> _Work task_: Set down the records that follow exactly, every line of them.

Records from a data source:
»»
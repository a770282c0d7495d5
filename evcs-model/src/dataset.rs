use crate::value::CellValue;
use serde::{Deserialize, Serialize};
use std::collections::{HashMap, HashSet};
use std::fmt;

/// Column holding the owner of a charging session. Used for filtering only,
/// never displayed.
pub const USER_ID: &str = "user_id";
/// Bucket column for the energy-by-time-of-day chart.
pub const TIME_OF_DAY: &str = "time_of_day";
/// Bucket column for the sessions-by-day-of-week chart.
pub const DAY_OF_WEEK: &str = "day_of_week";
/// Energy delivered in a session, in kWh.
pub const ENERGY_CONSUMED_KWH: &str = "energy_consumed_kwh";
/// Average charging power of a session, in kW.
pub const CHARGING_RATE_KW: &str = "charging_rate_kw";
/// Session length in decimal hours.
pub const CHARGING_DURATION_HOURS: &str = "charging_duration_hours";

/// Wire value of the "all users" selection.
pub const ALL_USERS: &str = "ALL_USERS";

static MISSING: CellValue = CellValue::Null;

/// One charging session: column name to cell value.
#[derive(Debug, Clone, PartialEq, Default, Serialize, Deserialize)]
#[serde(transparent)]
pub struct Row(HashMap<String, CellValue>);

impl Row {
    /// Look up a column; absent columns read as `null`.
    pub fn get(&self, column: &str) -> &CellValue {
        self.0.get(column).unwrap_or(&MISSING)
    }

    pub fn insert(&mut self, column: impl Into<String>, value: impl Into<CellValue>) {
        self.0.insert(column.into(), value.into());
    }

    /// Build a row from `(column, value)` pairs.
    pub fn from_pairs<K, V, I>(pairs: I) -> Self
    where
        K: Into<String>,
        V: Into<CellValue>,
        I: IntoIterator<Item = (K, V)>,
    {
        Row(pairs
            .into_iter()
            .map(|(k, v)| (k.into(), v.into()))
            .collect())
    }

    /// The owning user of this session, if present.
    pub fn user_id(&self) -> Option<String> {
        self.get(USER_ID).as_label()
    }
}

/// Response of `GET /get_info`: ordered headers plus one row per session.
#[derive(Debug, Clone, PartialEq, Default, Serialize, Deserialize)]
pub struct Dataset {
    #[serde(default)]
    pub headers: Vec<String>,
    #[serde(default, rename = "data")]
    pub rows: Vec<Row>,
}

impl Dataset {
    pub fn new(headers: Vec<String>, rows: Vec<Row>) -> Self {
        Self { headers, rows }
    }

    /// Headers shown in the table: everything except `user_id`.
    pub fn display_headers(&self) -> Vec<String> {
        self.headers
            .iter()
            .filter(|h| h.as_str() != USER_ID)
            .cloned()
            .collect()
    }

    pub fn has_column(&self, column: &str) -> bool {
        self.headers.iter().any(|h| h == column)
    }

    /// Client-side view of the dataset for a user selection.
    ///
    /// Headers are kept as-is (including `user_id`) so the view can be
    /// filtered again later.
    pub fn filter_by_user(&self, filter: &UserFilter) -> Dataset {
        match filter {
            UserFilter::All => self.clone(),
            UserFilter::User(id) => Dataset {
                headers: self.headers.clone(),
                rows: self
                    .rows
                    .iter()
                    .filter(|row| row.user_id().as_deref() == Some(id.as_str()))
                    .cloned()
                    .collect(),
            },
        }
    }

    /// Distinct user ids in first-seen order.
    pub fn user_ids(&self) -> Vec<String> {
        let mut seen = HashSet::new();
        self.rows
            .iter()
            .filter_map(Row::user_id)
            .filter(|id| seen.insert(id.clone()))
            .collect()
    }

    /// Displayable columns holding at least one valid numeric value, in
    /// header order. These are the candidates for the cluster view axes.
    pub fn numeric_columns(&self) -> Vec<String> {
        self.display_headers()
            .into_iter()
            .filter(|h| self.rows.iter().any(|r| r.get(h).as_number().is_some()))
            .collect()
    }

    pub fn len(&self) -> usize {
        self.rows.len()
    }

    pub fn is_empty(&self) -> bool {
        self.rows.is_empty()
    }
}

/// The user-filter selection.
#[derive(Debug, Clone, PartialEq, Eq, Hash, Default)]
pub enum UserFilter {
    #[default]
    All,
    User(String),
}

impl UserFilter {
    /// Parse a `<select>` value; the [`ALL_USERS`] sentinel and the empty
    /// string both mean "all users".
    pub fn from_value(value: &str) -> Self {
        let value = value.trim();
        if value.is_empty() || value == ALL_USERS {
            UserFilter::All
        } else {
            UserFilter::User(value.to_string())
        }
    }

    /// The value used for `<select>` options and the `username` query parameter.
    pub fn as_value(&self) -> &str {
        match self {
            UserFilter::All => ALL_USERS,
            UserFilter::User(id) => id,
        }
    }

    pub fn is_all(&self) -> bool {
        matches!(self, UserFilter::All)
    }
}

impl fmt::Display for UserFilter {
    fn fmt(&self, f: &mut fmt::Formatter<'_>) -> fmt::Result {
        match self {
            UserFilter::All => f.write_str("All users"),
            UserFilter::User(id) => f.write_str(id),
        }
    }
}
««
> _Result_:
repository a770282c0d7495d5
filename evcs-model/src/dataset.rs
use crate::value::CellValue;
use serde::{Deserialize, Serialize};
use std::collections::{HashMap, HashSet};
use std::fmt;

/// Column holding the owner of a charging session. Used for filtering only,
/// never displayed.
pub const USER_ID: &str = "user_id";
/// Bucket column for the energy-by-time-of-day chart.
pub const TIME_OF_DAY: &str = "time_of_day";
/// Bucket column for the sessions-by-day-of-week chart.
pub const DAY_OF_WEEK: &str = "day_of_week";
/// Energy delivered in a session, in kWh.
pub const ENERGY_CONSUMED_KWH: &str = "energy_consumed_kwh";
/// Average charging power of a session, in kW.
pub const CHARGING_RATE_KW: &str = "charging_rate_kw";
/// Session length in decimal hours.
pub const CHARGING_DURATION_HOURS: &str = "charging_duration_hours";

/// Wire value of the "all users" selection.
pub const ALL_USERS: &str = "ALL_USERS";

static MISSING: CellValue = CellValue::Null;

/// One charging session: column name to cell value.
#[derive(Debug, Clone, PartialEq, Default, Serialize, Deserialize)]
#[serde(transparent)]
pub struct Row(HashMap<String, CellValue>);

impl Row {
    /// Look up a column; absent columns read as `null`.
    pub fn get(&self, column: &str) -> &CellValue {
        self.0.get(column).unwrap_or(&MISSING)
    }

    pub fn insert(&mut self, column: impl Into<String>, value: impl Into<CellValue>) {
        self.0.insert(column.into(), value.into());
    }

    /// Build a row from `(column, value)` pairs.
    pub fn from_pairs<K, V, I>(pairs: I) -> Self
    where
        K: Into<String>,
        V: Into<CellValue>,
        I: IntoIterator<Item = (K, V)>,
    {
        Row(pairs
            .into_iter()
            .map(|(k, v)| (k.into(), v.into()))
            .collect())
    }

    /// The owning user of this session, if present.
    pub fn user_id(&self) -> Option<String> {
        self.get(USER_ID).as_label()
    }
}

/// Response of `GET /get_info`: ordered headers plus one row per session.
#[derive(Debug, Clone, PartialEq, Default, Serialize, Deserialize)]
pub struct Dataset {
    #[serde(default)]
    pub headers: Vec<String>,
    #[serde(default, rename = "data")]
    pub rows: Vec<Row>,
}

impl Dataset {
    pub fn new(headers: Vec<String>, rows: Vec<Row>) -> Self {
        Self { headers, rows }
    }

    /// Headers shown in the table: everything except `user_id`.
    pub fn display_headers(&self) -> Vec<String> {
        self.headers
            .iter()
            .filter(|h| h.as_str() != USER_ID)
            .cloned()
            .collect()
    }

    pub fn has_column(&self, column: &str) -> bool {
        self.headers.iter().any(|h| h == column)
    }

    /// Client-side view of the dataset for a user selection.
    ///
    /// Headers are kept as-is (including `user_id`) so the view can be
    /// filtered again later.
    pub fn filter_by_user(&self, filter: &UserFilter) -> Dataset {
        match filter {
            UserFilter::All => self.clone(),
            UserFilter::User(id) => Dataset {
                headers: self.headers.clone(),
                rows: self
                    .rows
                    .iter()
                    .filter(|row| row.user_id().as_deref() == Some(id.as_str()))
                    .cloned()
                    .collect(),
            },
        }
    }

    /// Distinct user ids in first-seen order.
    pub fn user_ids(&self) -> Vec<String> {
        let mut seen = HashSet::new();
        self.rows
            .iter()
            .filter_map(Row::user_id)
            .filter(|id| seen.insert(id.clone()))
            .collect()
    }

    /// Displayable columns holding at least one valid numeric value, in
    /// header order. These are the candidates for the cluster view axes.
    pub fn numeric_columns(&self) -> Vec<String> {
        self.display_headers()
            .into_iter()
            .filter(|h| self.rows.iter().any(|r| r.get(h).as_number().is_some()))
            .collect()
    }

    pub fn len(&self) -> usize {
        self.rows.len()
    }

    pub fn is_empty(&self) -> bool {
        self.rows.is_empty()
    }
}

/// The user-filter selection.
#[derive(Debug, Clone, PartialEq, Eq, Hash, Default)]
pub enum UserFilter {
    #[default]
    All,
    User(String),
}

impl UserFilter {
    /// Parse a `<select>` value; the [`ALL_USERS`] sentinel and the empty
    /// string both mean "all users".
    pub fn from_value(value: &str) -> Self {
        let value = value.trim();
        if value.is_empty() || value == ALL_USERS {
            UserFilter::All
        } else {
            UserFilter::User(value.to_string())
        }
    }

    /// The value used for `<select>` options and the `username` query parameter.
    pub fn as_value(&self) -> &str {
        match self {
            UserFilter::All => ALL_USERS,
            UserFilter::User(id) => id,
        }
    }

    pub fn is_all(&self) -> bool {
        matches!(self, UserFilter::All)
    }
}

impl fmt::Display for UserFilter {
    fn fmt(&self, f: &mut fmt::Formatter<'_>) -> fmt::Result {
        match self {
            UserFilter::All => f.write_str("All users"),
            UserFilter::User(id) => f.write_str(id),
        }
    }
}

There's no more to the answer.